Stupid article has a paywall.


----------



## FLKeys (Dec 27, 2018)

Trafficat said:


> Stupid article has a paywall.


Click on the link to open the article. When the pay wall comes up click on the button to start the process. 
Come back to this page and click on the link again to open the page in a new tab. You should bypass the paywall at that point.


----------



## Trafficat (Dec 19, 2016)

FLKeys said:


> Click on the link to open the article. When the pay wall comes up click on the button to start the process.
> Come back to this page and click on the link again to open the page in a new tab. You should bypass the paywall at that point.


Sadly it didn't work running Chrome on Windows.


----------



## SHalester (Aug 25, 2019)

gosh, hope he had insurance activated.


----------



## JeanOcelot0 (Dec 30, 2020)

FLKeys said:


> Click on the link to open the article. When the pay wall comes up click on the button to start the process.
> Come back to this page and click on the link again to open the page in a new tab. You should bypass the paywall at that point.


I use the "Bypass Paywalls" Firefox add-on. Works like a charm.


----------



## SpinalCabbage (Feb 5, 2020)

Trafficat said:


> Stupid article has a paywall.


A Tesla Model S Plaid erupted in flames as the owner was driving down the road on Tuesday, attorneys for the man said, briefly trapping him in the car after the electronically activated doors would not open.

It happened outside Philadelphia days after the man took delivery of the model that Tesla has hailed as the world’s quickest production car. Tesla said it delivered the first 25 vehicles in June after its CEO, Elon Musk, held a glitzy media event in Fremont, Calif.

Authorities from the Gladwyne Fire Department initially said they were investigating a fire involving a Tesla Model S, but by Thursday the news release had been taken down.

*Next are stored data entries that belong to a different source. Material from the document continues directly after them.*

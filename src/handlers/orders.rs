use axum::{extract::State, response::Response};
use uuid::Uuid;

use super::common::{
    created_response, success_response, validate_input, AppJson, AppPath, AppQuery,
    PaginationParams,
};
use crate::{
    auth::AuthenticatedContext,
    errors::ServiceError,
    services::{
        checkout::OrderSubmission,
        orders::{OrderResponse, UpdateOrderStatusRequest},
    },
    AppState, PaginatedResponse,
};

/// Place an order from a finalized checkout
#[utoipa::path(
    post,
    path = "/api/orders",
    summary = "Create order",
    description = "Re-prices the submission on the server (coupon included) and persists it. Submitted figures that disagree with the server's are rejected.",
    request_body = OrderSubmission,
    responses(
        (status = 201, description = "Order created", body = OrderResponse,
            headers(("X-Request-Id" = String, description = "Unique request id"))
        ),
        (status = 400, description = "Invalid submission, totals mismatch or coupon rejected", body = crate::errors::ErrorResponse),
        (status = 401, description = "Unauthorized", body = crate::errors::ErrorResponse),
        (status = 404, description = "Unknown coupon code", body = crate::errors::ErrorResponse),
        (status = 409, description = "Order number could not be allocated", body = crate::errors::ErrorResponse),
    ),
    security(("Bearer" = [])),
    tag = "orders"
)]
pub async fn create_order(
    State(state): State<AppState>,
    ctx: AuthenticatedContext,
    AppJson(submission): AppJson<OrderSubmission>,
) -> Result<Response, ServiceError> {
    let order = state.services.orders.create_order(&ctx, submission).await?;
    Ok(created_response(order))
}

#[utoipa::path(
    get,
    path = "/api/orders",
    summary = "List my orders",
    responses(
        (status = 200, description = "The caller's orders, newest first", body = [OrderResponse]),
        (status = 401, description = "Unauthorized", body = crate::errors::ErrorResponse),
    ),
    security(("Bearer" = [])),
    tag = "orders"
)]
pub async fn list_orders(
    State(state): State<AppState>,
    ctx: AuthenticatedContext,
) -> Result<Response, ServiceError> {
    let orders = state.services.orders.list_orders(&ctx).await?;
    Ok(success_response(orders))
}

#[utoipa::path(
    get,
    path = "/api/orders/{id}",
    summary = "Get order",
    params(("id" = Uuid, Path, description = "Order ID")),
    responses(
        (status = 200, description = "Order", body = OrderResponse),
        (status = 401, description = "Unauthorized", body = crate::errors::ErrorResponse),
        (status = 403, description = "Not the owner", body = crate::errors::ErrorResponse),
        (status = 404, description = "Order not found", body = crate::errors::ErrorResponse),
    ),
    security(("Bearer" = [])),
    tag = "orders"
)]
pub async fn get_order(
    State(state): State<AppState>,
    ctx: AuthenticatedContext,
    AppPath(id): AppPath<Uuid>,
) -> Result<Response, ServiceError> {
    let order = state.services.orders.get_order(&ctx, id).await?;
    Ok(success_response(order))
}

#[utoipa::path(
    patch,
    path = "/api/admin/orders/{id}/status",
    summary = "Update order fulfilment",
    description = "Sets status and shipping details. Moving to `shipped` stamps `shippedAt` when none is given or stored.",
    params(("id" = Uuid, Path, description = "Order ID")),
    request_body = UpdateOrderStatusRequest,
    responses(
        (status = 200, description = "Updated order", body = OrderResponse),
        (status = 400, description = "Invalid fields", body = crate::errors::ErrorResponse),
        (status = 403, description = "Admin access required", body = crate::errors::ErrorResponse),
        (status = 404, description = "Order not found", body = crate::errors::ErrorResponse),
    ),
    security(("Bearer" = [])),
    tag = "admin"
)]
pub async fn update_order_status(
    State(state): State<AppState>,
    ctx: AuthenticatedContext,
    AppPath(id): AppPath<Uuid>,
    AppJson(patch): AppJson<UpdateOrderStatusRequest>,
) -> Result<Response, ServiceError> {
    validate_input(&patch)?;
    let order = state
        .services
        .orders
        .update_order_status(&ctx, id, patch)
        .await?;
    Ok(success_response(order))
}

#[utoipa::path(
    get,
    path = "/api/admin/orders",
    summary = "List all orders",
    params(PaginationParams),
    responses(
        (status = 200, description = "Page of orders, newest first", body = PaginatedResponse<OrderResponse>),
        (status = 403, description = "Admin access required", body = crate::errors::ErrorResponse),
    ),
    security(("Bearer" = [])),
    tag = "admin"
)]
pub async fn list_all_orders(
    State(state): State<AppState>,
    ctx: AuthenticatedContext,
    AppQuery(params): AppQuery<PaginationParams>,
) -> Result<Response, ServiceError> {
    let page = state
        .services
        .orders
        .list_all_orders(&ctx, params.page, params.limit)
        .await?;
    Ok(success_response(page))
}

Charles McGarvey, chief fire officer of the Lower Merion Township Fire Department, confirmed to The Post on Friday morning that there was a fire Tuesday involving a Tesla Model S Plaid and that it took more than two hours to extinguish.

Authorities arrived to find the car engulfed in flames, he said.

“With the Teslas, you’ve got to just put copious amounts of water on it,” he said. “After that, you’ve got to sit 45 minutes, an hour, [and] once it stops smoking you can release it to second responders. We had it towed to a location that was secured.” McGarvey had first confirmed to CNBC that a 2021 Model S Plaid caught fire on Tuesday night.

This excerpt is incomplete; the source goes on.